Qu'est-ce que la vie? «Quelque brillante que soit la pièce, le dernier acte est toujours sanglant. On jette enfin de la terre sur la tête et en voilà pour jamais!»
26 juin.
De ma visite aux Aulnets j'ai emporté Tout pour Jésus, livre bien-aimé de Mlle Désileux; et, mon Dieu, avec quelle émotion j'ai tu la page suivante, qui portait en marge la date de la mort de mon père!
«Regardez cette âme qui vient d'entendre son jugement: à peine Jésus a-t-il fini de parler, le son de sa douce voix n'est point encore éteint, et ceux qui pleurent n'ont pas encore fermé les yeux du corps loin duquel la vie a fui: pourtant le jugement est rendu, tout est consommé; il a été court, mais miséricordieux.
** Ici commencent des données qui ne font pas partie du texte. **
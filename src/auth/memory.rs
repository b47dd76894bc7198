use std::{collections::HashMap, sync::RwLock};

use async_trait::async_trait;
use time::OffsetDateTime;
use uuid::Uuid;

use super::password::hash_password;
use super::repo::{DuplicateEmail, UserStore};
use super::repo_types::{AuthRecord, Gender, NewUser, User, UserRole, UserStatus};

/// `UserStore` kept in a map, for tests.
#[derive(Default)]
pub struct MemoryUserStore {
    users: RwLock<HashMap<Uuid, User>>,
}

impl MemoryUserStore {
    /// Inserts a user with a real argon2 hash of `password`.
    pub fn seed(&self, email: &str, password: &str, status: UserStatus) -> User {
        let now = OffsetDateTime::now_utc();
        let user = User {
            id: Uuid::new_v4(),
            email: email.to_string(),
            password_hash: hash_password(password).expect("hash seed password"),
            first_name: None,
            last_name: None,
            display_name: None,
            gender: Gender::Unknown,
            avatar: None,
            birthday: None,
            role: UserRole::User,
            status,
            created_at: now,
            updated_at: now,
        };
        self.users.write().unwrap().insert(user.id, user.clone());
        user
    }

    pub fn set_status(&self, id: Uuid, status: UserStatus) {
        if let Some(user) = self.users.write().unwrap().get_mut(&id) {
            user.status = status;
        }
    }

    pub fn set_password(&self, id: Uuid, password: &str) {
        if let Some(user) = self.users.write().unwrap().get_mut(&id) {
            user.password_hash = hash_password(password).expect("hash new password");
        }
    }
}

#[async_trait]
impl UserStore for MemoryUserStore {
    async fn find_by_email(&self, email: &str) -> anyhow::Result<Option<User>> {
        let users = self.users.read().unwrap();
        Ok(users.values().find(|u| u.email == email).cloned())
    }

    async fn find_by_id(&self, id: Uuid) -> anyhow::Result<Option<User>> {
        Ok(self.users.read().unwrap().get(&id).cloned())
    }

    async fn find_auth_record(&self, id: Uuid) -> anyhow::Result<Option<AuthRecord>> {
        Ok(self.users.read().unwrap().get(&id).map(AuthRecord::from))
    }

    async fn create(&self, new: NewUser) -> anyhow::Result<User> {
        let mut users = self.users.write().unwrap();
        if users.values().any(|u| u.email == new.email) {
            return Err(DuplicateEmail.into());
        }
        let now = OffsetDateTime::now_utc();
        let user = User {
            id: Uuid::new_v4(),
            email: new.email,
            password_hash: new.password_hash,
            first_name: new.first_name,
            last_name: new.last_name,
            display_name: new.display_name,
            gender: new.gender,
            avatar: None,
            birthday: None,
            role: new.role,
            status: new.status,
            created_at: now,
            updated_at: now,
        };
        users.insert(user.id, user.clone());
        Ok(user)
    }
}

#[cfg(test)]
mod tests {
    use super::*;

    #[tokio::test]
    async fn credentials_lookup_normalizes_email_and_checks_password() {
        let store = MemoryUserStore::default();
        let seeded = store.seed("chef@example.com", "pa55word!", UserStatus::Active);

        let found = store
            .find_by_credentials("  Chef@Example.com ", "pa55word!")
            .await
            .unwrap()
            .expect("user should match");
        assert_eq!(found.id, seeded.id);

        assert!(store
            .find_by_credentials("chef@example.com", "wrong")
            .await
            .unwrap()
            .is_none());
        assert!(store
            .find_by_credentials("nobody@example.com", "pa55word!")
            .await
            .unwrap()
            .is_none());
    }

    #[tokio::test]
    async fn unknown_email_and_wrong_password_both_verify_once() {
        use crate::auth::password::VERIFY_CALLS;

        let store = MemoryUserStore::default();
        store.seed("chef@example.com", "pa55word!", UserStatus::Active);
        let calls = || VERIFY_CALLS.with(|c| c.get());

        let before = calls();
        let miss = store
            .find_by_credentials("nobody@example.com", "pa55word!")
            .await
            .unwrap();
        assert!(miss.is_none());
        assert_eq!(calls(), before + 1);

        let before = calls();
        let wrong = store
            .find_by_credentials("chef@example.com", "not-it")
            .await
            .unwrap();
        assert!(wrong.is_none());
        assert_eq!(calls(), before + 1);
    }

    #[tokio::test]
    async fn auth_record_projects_id_hash_and_status() {
        let store = MemoryUserStore::default();
        let seeded = store.seed("a@b.com", "secret-pw", UserStatus::Inactive);
        let record = store.find_auth_record(seeded.id).await.unwrap().unwrap();
        assert_eq!(record.id, seeded.id);
        assert_eq!(record.password_hash, seeded.password_hash);
        assert_eq!(record.status, UserStatus::Inactive);
        assert!(store.find_auth_record(Uuid::new_v4()).await.unwrap().is_none());
    }
}
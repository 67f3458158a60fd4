//! Domain-level error type shared by the DB and API layers.

/// Domain errors produced by core validation and lookups.
#[derive(Debug, thiserror::Error)]
pub enum CoreError {
    /// An entity lookup came up empty.
    #[error("{entity} '{id}' not found")]
    NotFound {
        /// Human-readable entity name (e.g. `"Review"`).
        entity: &'static str,
        /// The identifier that was looked up.
        id: String,
    },

    /// Input failed a validation rule. The message is user-facing and
    /// actionable.
    #[error("{0}")]
    Validation(String),

    /// A write conflicts with existing state (e.g. duplicate slug).
    #[error("{0}")]
    Conflict(String),

    /// Missing or invalid credentials.
    #[error("{0}")]
    Unauthorized(String),

    /// Authenticated but not allowed.
    #[error("{0}")]
    Forbidden(String),

    /// An internal invariant was violated. Not user-facing.
    #[error("{0}")]
    Internal(String),
}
Que dis-je? miséricordieux la parole ne saurait dire ce qu'il a été. Que l'imagination le trouve. Un jour, s'il plaît à Dieu, nous en ferons nous-mêmes la douce expérience. Il faut que cette âme soit bien forte pour ne pas succomber sous la vivacité des sentiments qui s'emparent d'elle; elle a besoin que Dieu la soutienne pour ne point être anéantie. Sa vie est passée; comme elle a été courte! sa mort est arrivée; combien douce son agonie d'un moment! comme les épreuves paraissent une faiblesse, les chagrins une misère, les afflictions un enfantillage! Et maintenant elle a obtenu un bonheur qui ne finira jamais. Jésus a parlé, le doute n'est plus possible. Quel est ce bonheur? L' oeil ne l'a point vu, l'oreille ne l'a point entendu. Elle voit Dieu, l'éternité s'étend devant elle, dans son infini. Les ténèbres se sont évanouies, la faiblesse a disparu, il n'est plus ce temps qui autrefois la désespérait. Plus d'ignorance, elle voit Dieu, son intelligence se sent inondée de délices ineffables, elle a puisé de nouvelles forces dans cette gloire que l'imagination ne saurait concevoir; elle se rassasie de cette vision, en présence de laquelle toute la science du monde n'est que ténèbres et ignorance. Sa volonté nage dans un torrent d'amour; ainsi qu'une éponge s'emplit des eaux de la mer, elle s'emplit de lumière, de beauté, de bonheur, de ravissement, d'immortalité, de Dieu. Ce ne sont là que de vains mots plus légers que la plume, plus faibles que l'eau; ils ne sauraient rappeler à l'imagination même l'ombre du bonheur de cette âme.
Et nous sommes encore ici! Ô ennui! ô tristesse!»
(Angéline de Montbrun à Mina Darville)
Vous n'avez pas oublié notre voyage aux Aulnets, ni cette pauvre Mlle Désileux si difforme. Elle n'est plus et après sa mort on m'a remis une lettre d'elle qui ne sera pas inutile.
Mina, comme cette pauvre disgraciée nous aimait, mon père et moi! et qu'elle a souffert!
C'est fini, maintenant la terre a été foulée sur son pauvre corps, et pour moi, voilà Véronique Désileux parmi ces ombres chères qu'on traîne après soi, à mesure qu'on avance dans la vie.